Operation Mincemeat: How a Dead Man and a Bizarre Plan Fooled the Nazis and Assured an Allied Victory by Ben MacIntyre
On the back cover, Malcolm Gladwell describes the book as "almost absurdly entertaining". It was a phrase I couldn't get out of my mind as I was reading it.
I already knew the story of The Man Who Never Was from a scary Saturday night film shown at prep school.
MacIntyre's sometimes exhaustingly thorough account of the successful plot to fool the Germans about the Allied invasion of Sicily in the Second World War puts the movie, and pretty much every aspect of the story into context.
The movie, it turns out, is a partial account by one of the protagonists. The truth was more complicated, and MacIntyre never shirks the complications even at the risk of losing his readers in detail.
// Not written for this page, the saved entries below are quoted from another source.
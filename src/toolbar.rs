use egui::{vec2, Align, Align2, FontId, Layout, Pos2, Rect, RichText, Stroke, Ui};

use crate::annotation::{color32, FontSize, MosaicSize, Rgba, Tool};
use crate::session::{EditorEvent, ToolState};
use crate::theme::ThemeColors;
use crate::ui_controls;

pub const PALETTE: [Rgba; 8] = [
    [0xFF, 0x41, 0x36, 0xFF],
    [0x00, 0x74, 0xD9, 0xFF],
    [0x2E, 0xCC, 0x40, 0xFF],
    [0xFF, 0xDC, 0x00, 0xFF],
    [0xFF, 0x85, 0x1B, 0xFF],
    [0xF0, 0x12, 0xBE, 0xFF],
    [0xB1, 0x0D, 0xC9, 0xFF],
    [0xFF, 0xFF, 0xFF, 0xFF],
];

pub fn show_toolbar(ui: &mut Ui, tools: &ToolState, theme: &ThemeColors, events: &mut Vec<EditorEvent>) {
    ui.with_layout(Layout::left_to_right(Align::Center), |ui| {
        ui.spacing_mut().interact_size.y = theme.metrics.chip_h;
        ui.spacing_mut().item_spacing = vec2(theme.metrics.gap, 0.0);

        for tool in Tool::ALL {
            tool_button(ui, tools, theme, tool, events);
        }

        ui_controls::vertical_divider(ui, theme, theme.metrics.chip_h);
        for color in PALETTE {
            if ui_controls::color_chip(ui, theme, color32(color), tools.color == color)
                .on_hover_text("Choose color")
                .clicked()
            {
                events.push(EditorEvent::SetColor(color));
            }
        }
        custom_color_picker(ui, tools, events);

        match tools.tool {
            Tool::Text => {
                ui_controls::vertical_divider(ui, theme, theme.metrics.chip_h);
                font_size_stepper(ui, tools, theme, events);
            }
            Tool::Mosaic => {
                ui_controls::vertical_divider(ui, theme, theme.metrics.chip_h);
                mosaic_size_slider(ui, tools, theme, events);
            }
            Tool::Rectangle | Tool::Arrow => {}
        }
    });
}

fn tool_button(ui: &mut Ui, tools: &ToolState, theme: &ThemeColors, tool: Tool, events: &mut Vec<EditorEvent>) {
    let selected = tools.tool == tool;
    let hint = format!("{} ({})", tool.label(), shortcut_hint(tool));
    let response = ui_controls::tool_chip(ui, theme, "", selected).on_hover_text(hint);
    draw_tool_icon(ui, response.rect, tool, selected, theme);
    if response.clicked() {
        events.push(EditorEvent::SelectTool(tool));
    }
}

fn shortcut_hint(tool: Tool) -> &'static str {
    match tool {
        Tool::Rectangle => "R",
        Tool::Arrow => "A",
        Tool::Text => "T",
        Tool::Mosaic => "M",
    }
}

fn draw_tool_icon(ui: &Ui, rect: Rect, tool: Tool, selected: bool, theme: &ThemeColors) {
    let color = if selected { theme.primary } else { theme.text };
    let stroke = Stroke::new(1.65, color);
    let painter = ui.painter();
    let icon_rect = rect.shrink2(vec2(10.0, 6.0));

    match tool {
        Tool::Rectangle => {
            painter.rect_stroke(icon_rect.shrink2(vec2(1.0, 2.0)), 2.0, stroke);
        }
        Tool::Arrow => {
            let start = Pos2::new(icon_rect.left() + 1.0, icon_rect.bottom() - 1.0);
            let tip = Pos2::new(icon_rect.right() - 1.0, icon_rect.top() + 1.0);
            painter.line_segment([start, tip], stroke);
            painter.line_segment([tip, tip + vec2(-6.0, 0.0)], stroke);
            painter.line_segment([tip, tip + vec2(0.0, 6.0)], stroke);
        }
        Tool::Text => {
            painter.text(
                icon_rect.center(),
                Align2::CENTER_CENTER,
                "T",
                FontId::proportional(15.0),
                color,
            );
        }
        Tool::Mosaic => {
            let cell = icon_rect.height().min(icon_rect.width()) / 3.0;
            let origin = icon_rect.center() - vec2(cell * 1.5, cell * 1.5);
            for row in 0..3 {
                for col in 0..3 {
                    if (row + col) % 2 == 0 {
                        let min = origin + vec2(col as f32 * cell, row as f32 * cell);
                        painter.rect_filled(Rect::from_min_size(min, vec2(cell, cell)), 0.0, color);
                    }
                }
            }
        }
    }
}

fn custom_color_picker(ui: &mut Ui, tools: &ToolState, events: &mut Vec<EditorEvent>) {
    let mut rgb = [tools.color[0], tools.color[1], tools.color[2]];
    if ui
        .color_edit_button_srgb(&mut rgb)
        .on_hover_text("Custom color")
        .changed()
    {
        events.push(EditorEvent::SetColor([rgb[0], rgb[1], rgb[2], 0xFF]));
    }
}

fn font_size_stepper(ui: &mut Ui, tools: &ToolState, theme: &ThemeColors, events: &mut Vec<EditorEvent>) {
    ui_controls::muted_label(ui, theme, "Font size");
    let size = tools.font_size;
    let button = vec2(theme.metrics.chip_h, theme.metrics.chip_h);

    if ui
        .add_enabled(size.as_u8() > FontSize::MIN, egui::Button::new("−").min_size(button))
        .clicked()
    {
        events.push(EditorEvent::SetFontSize(size.smaller()));
    }
    ui.label(RichText::new(size.as_u8().to_string()).strong());
    if ui
        .add_enabled(size.as_u8() < FontSize::MAX, egui::Button::new("+").min_size(button))
        .clicked()
    {
        events.push(EditorEvent::SetFontSize(size.larger()));
    }
}

fn mosaic_size_slider(ui: &mut Ui, tools: &ToolState, theme: &ThemeColors, events: &mut Vec<EditorEvent>) {
    ui_controls::muted_label(ui, theme, "Mosaic size");
    let mut px = tools.mosaic_size.px();
    let response = ui.add(egui::Slider::new(&mut px, MosaicSize::MIN..=MosaicSize::MAX).suffix(" px"));
    if response.changed() {
        events.push(EditorEvent::SetMosaicSize(MosaicSize::from_px(px)));
    }
}

#[cfg(test)]
mod tests {
    use super::PALETTE;
    use crate::config::UserSettings;

    #[test]
    fn default_color_is_first_preset() {
        assert_eq!(PALETTE[0], UserSettings::default().last_color);
        assert!(PALETTE.iter().all(|color| color[3] == 0xFF));
    }
}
But the extraordinary characters involved and the immensity of what was at stake, propel the story along, even when this reader occasionally grew irritated with MacIntyre's sometimes showy research (what was on at the local cinema at the time of the incident, for instance).
In the end, you have to admire the writer's mastery of his material and the, yes, "almost absurdly entertaining" richness of his tale. It is impossible not to get caught up in the drama of the times, and to want to continue reading until MacIntyre has reached the end of every thread he has followed.
I couldn't help feeling that today, not much is asked of us compared to those who lived through the war.